So how can marketing automation move beyond technology?
The answer is hidden in plain sight.
The technology has produced its future. The future of marketing automation centers on data.
New challenges for marketing automation
The importance of recommitting
to core competencies
Our vision for a new,
more confident future
Global business in general is moving from tech-centered to data-centered.
The mission for marketing automation platforms (MAP) before this data-centric inflection point was simple. Get the MAP installed and integrated, and start generating leads for sales and marketing. That process has transitioned beyond evangelizing the technology. Marketing automation technology works.
“The business has matured, and the technology is solid,” said Perficient Digital GM Andrew Hull. “That allows us to spend a little bit more time on the people and process, because we’re not as concerned that the technology is actually functioning.
“You know, if I go back 20 years, there was a time when email campaigns went out the door, and you had to wonder if all the links worked. Will the landing page function correctly? There was actually a technical assumption that things might break in the campaign process. Now the bar is executing flawless campaigns. The technology is there for us the entire way. I think the expectations now are totally different.”
Today the challenges for marketing automation are laser focused on data.

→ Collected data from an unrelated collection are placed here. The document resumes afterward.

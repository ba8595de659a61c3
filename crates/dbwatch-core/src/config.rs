//! Agent configuration.
//!
//! Loaded from YAML, overridden from the command line / environment, then
//! validated. Every section has defaults, so an almost empty file is enough:
//!
//! ```yaml
//! server_url: https://ingest.example.com
//! api_key: ...
//! organization_id: org-1
//! db_key: orders-primary
//! database:
//!   host: orders.cluster-xyz.rds.amazonaws.com
//!   user: monitor
//!   enable_iam_auth: true
//!   auth_token_file: /var/run/dbwatch/token
//!   sslmode: require
//! collectors:
//!   table_stats:
//!     max_entities: 500
//!     rank_by: total_size
//! ```

use std::path::{Path, PathBuf};
use std::time::Duration;

use serde::{Deserialize, Serialize};
use thiserror::Error;
use tracing::warn;

use crate::collector::CollectorKind;
use crate::dispatcher::{DispatcherConfig, RetryPolicy};
use crate::ingest::{AgentIdentity, validate_endpoint_url};
use crate::scheduler::SchedulerConfig;
use crate::source::{IndexRanking, PgConnectionConfig, SslMode, TableRanking};

#[derive(Debug, Error)]
pub enum ConfigError {
    #[error("failed to read config file {}: {source}", path.display())]
    Io {
        path: PathBuf,
        #[source]
        source: std::io::Error,
    },

    #[error("failed to parse YAML config: {0}")]
    Parse(#[from] serde_yaml::Error),

    #[error("config validation error: {0}")]
    Invalid(String),
}

fn invalid(msg: impl Into<String>) -> ConfigError {
    ConfigError::Invalid(msg.into())
}

// =============================================================================
// Sections
// =============================================================================

#[derive(Debug, Clone, Serialize, Deserialize)]
#[serde(default)]
pub struct DatabaseConfig {
    pub host: String,
    pub port: u16,
    pub user: String,
    pub password: Option<String>,
    pub dbname: String,
    pub sslmode: SslMode,
    pub enable_iam_auth: bool,
    pub auth_token_file: Option<PathBuf>,
    pub connect_timeout_secs: u64,
    pub statement_timeout_secs: u64,
}

impl Default for DatabaseConfig {
    fn default() -> Self {
        Self {
            host: "localhost".to_string(),
            port: 5432,
            user: "postgres".to_string(),
            password: None,
            dbname: "postgres".to_string(),
            sslmode: SslMode::default(),
            enable_iam_auth: false,
            auth_token_file: None,
            connect_timeout_secs: 10,
            statement_timeout_secs: 30,
        }
    }
}

/// Settings every job has.
#[derive(Debug, Clone, PartialEq, Serialize, Deserialize)]
#[serde(default)]
pub struct JobConfig {
    pub enabled: bool,
    /// Falls back to the collector's default interval.
    pub interval_secs: Option<u64>,
    /// Falls back to `scheduler.tick_timeout_secs`.
    pub timeout_secs: Option<u64>,
}

impl Default for JobConfig {
    fn default() -> Self {
        Self {
            enabled: true,
            interval_secs: None,
            timeout_secs: None,
        }
    }
}

#[derive(Debug, Clone, Serialize, Deserialize)]
#[serde(default)]
pub struct TableStatsConfig {
    #[serde(flatten)]
    pub job: JobConfig,
    pub max_entities: usize,
    pub rank_by: TableRanking,
}

impl Default for TableStatsConfig {
    fn default() -> Self {
        Self {
            job: JobConfig::default(),
            max_entities: 1000,
            rank_by: TableRanking::default(),
        }
    }
}

#[derive(Debug, Clone, Serialize, Deserialize)]
#[serde(default)]
pub struct IndexStatsConfig {
    #[serde(flatten)]
    pub job: JobConfig,
    pub max_entities: usize,
    pub rank_by: IndexRanking,
}

impl Default for IndexStatsConfig {
    fn default() -> Self {
        Self {
            job: JobConfig::default(),
            max_entities: 10_000,
            rank_by: IndexRanking::default(),
        }
    }
}

#[derive(Debug, Clone, Serialize, Deserialize)]
#[serde(default)]
pub struct QueryMonitorConfig {
    #[serde(flatten)]
    pub job: JobConfig,
    pub max_entities: usize,
}

impl Default for QueryMonitorConfig {
    fn default() -> Self {
        Self {
            job: JobConfig::default(),
            max_entities: 1000,
        }
    }
}

#[derive(Debug, Clone, Serialize, Deserialize)]
#[serde(default)]
pub struct LongRunningQueryConfig {
    #[serde(flatten)]
    pub job: JobConfig,
    pub latency_threshold_min: u64,
}

impl Default for LongRunningQueryConfig {
    fn default() -> Self {
        Self {
            job: JobConfig::default(),
            latency_threshold_min: 5,
        }
    }
}

impl LongRunningQueryConfig {
    pub fn threshold(&self) -> Duration {
        Duration::from_secs(self.latency_threshold_min * 60)
    }
}

#[derive(Debug, Clone, Serialize, Deserialize)]
#[serde(default)]
pub struct CloudMetricsConfig {
    #[serde(flatten)]
    pub job: JobConfig,
    pub resource_id: String,
    pub metric_names: Vec<String>,
    pub period_secs: u64,
}

impl Default for CloudMetricsConfig {
    fn default() -> Self {
        Self {
            job: JobConfig {
                enabled: false,
                ..JobConfig::default()
            },
            resource_id: String::new(),
            metric_names: [
                "CPUUtilization",
                "FreeableMemory",
                "FreeStorageSpace",
                "ReadIOPS",
                "WriteIOPS",
                "ReadLatency",
                "WriteLatency",
                "DatabaseConnections",
            ]
            .into_iter()
            .map(String::from)
            .collect(),
            period_secs: 60,
        }
    }
}

#[derive(Debug, Clone, Default, Serialize, Deserialize)]
#[serde(default)]
pub struct CollectorsConfig {
    pub server_status: JobConfig,
    pub table_stats: TableStatsConfig,
    pub index_stats: IndexStatsConfig,
    pub query_monitor: QueryMonitorConfig,
    pub long_running_query: LongRunningQueryConfig,
    pub schema_monitor: JobConfig,
    pub cloud_metrics: CloudMetricsConfig,
    pub health_report: JobConfig,
}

Specifically, securing data, preparing for actual or imminent data regulations and innovating the data layer that makes that data actionable.
CHALLENGE ONE
Data Security
In its recent 2019 Trends Report presented at SXSW, The Future Today Institute issued a stern warning about data security that went beyond the consumer data hacks that have plagued companies at increasing frequency. “Rather than malicious actors simply stealing data, in 2019 you can expect to see new kinds of attacks in which hackers access and then manipulate data for long-term damage,” the report said.
“The implications are more concerning than you might realize at first: if a company’s data integrity comes into question, it could lose customers and partners quickly.”
Hull sees that as an urgent call for marketing automation platforms and the executives that rely on them to make data security priority number one. It is not a job left only to the IT department.
“As marketers, we’re going to become experts in data security and privacy, and really intimately understand how to protect those and honor those. The marketers that do it well, I think, will be the companies that will succeed, because the consumers and our buyers will trust us more,” Hull said. “As we all know, trust is paramount in making buying decisions.”
CHALLENGE TWO
Data Regulations
Security breaches continue to attract the attention of government regulators. Banks in particular are constantly keeping pace with changing data regulations, including changes to the Safeguard Act, which is now being updated after being on the books for 15 years. In the EU, the GDPR took effect in May 2018, and its consequences are just now being felt as marketers adjust to an “opt-in” world where two-step data verification is standard. In the U.S., the California Consumer Privacy Act becomes law on Jan. 1, 2020, bringing similar restrictions to data usage and sharing.
“Marketers have to be a lot more cautious with the way that they’re using and storing data, and I would say the vast majority of our clients have given it attention from the marketing automation standpoint,” said Tara Petre, managing account strategist at Perficient Digital. “It also amplifies the importance of communication across different systems. For example, if your CRM is not integrated with your marketing automation platform, and you have a separate data warehouse … that’s a big problem when you add the complexities of new data regulations.”
CHALLENGE THREE
New Focus on the Data Layer
Data security and data regulations have had the positive effect of leading companies to double-down on the quality of their data. Perficient Digital Director Arvind Murali said, “The conversations we are having with clients, both B2B and B2C, are focused on the data layer and data strategy.”
Companies are laser-focused on answering key strategic questions like:
How do I unlock the value of the data I have?
How do I get the data accessible to my teams and endpoints that need it to drive engagement?
How do I leverage this across the organization to drive transformation?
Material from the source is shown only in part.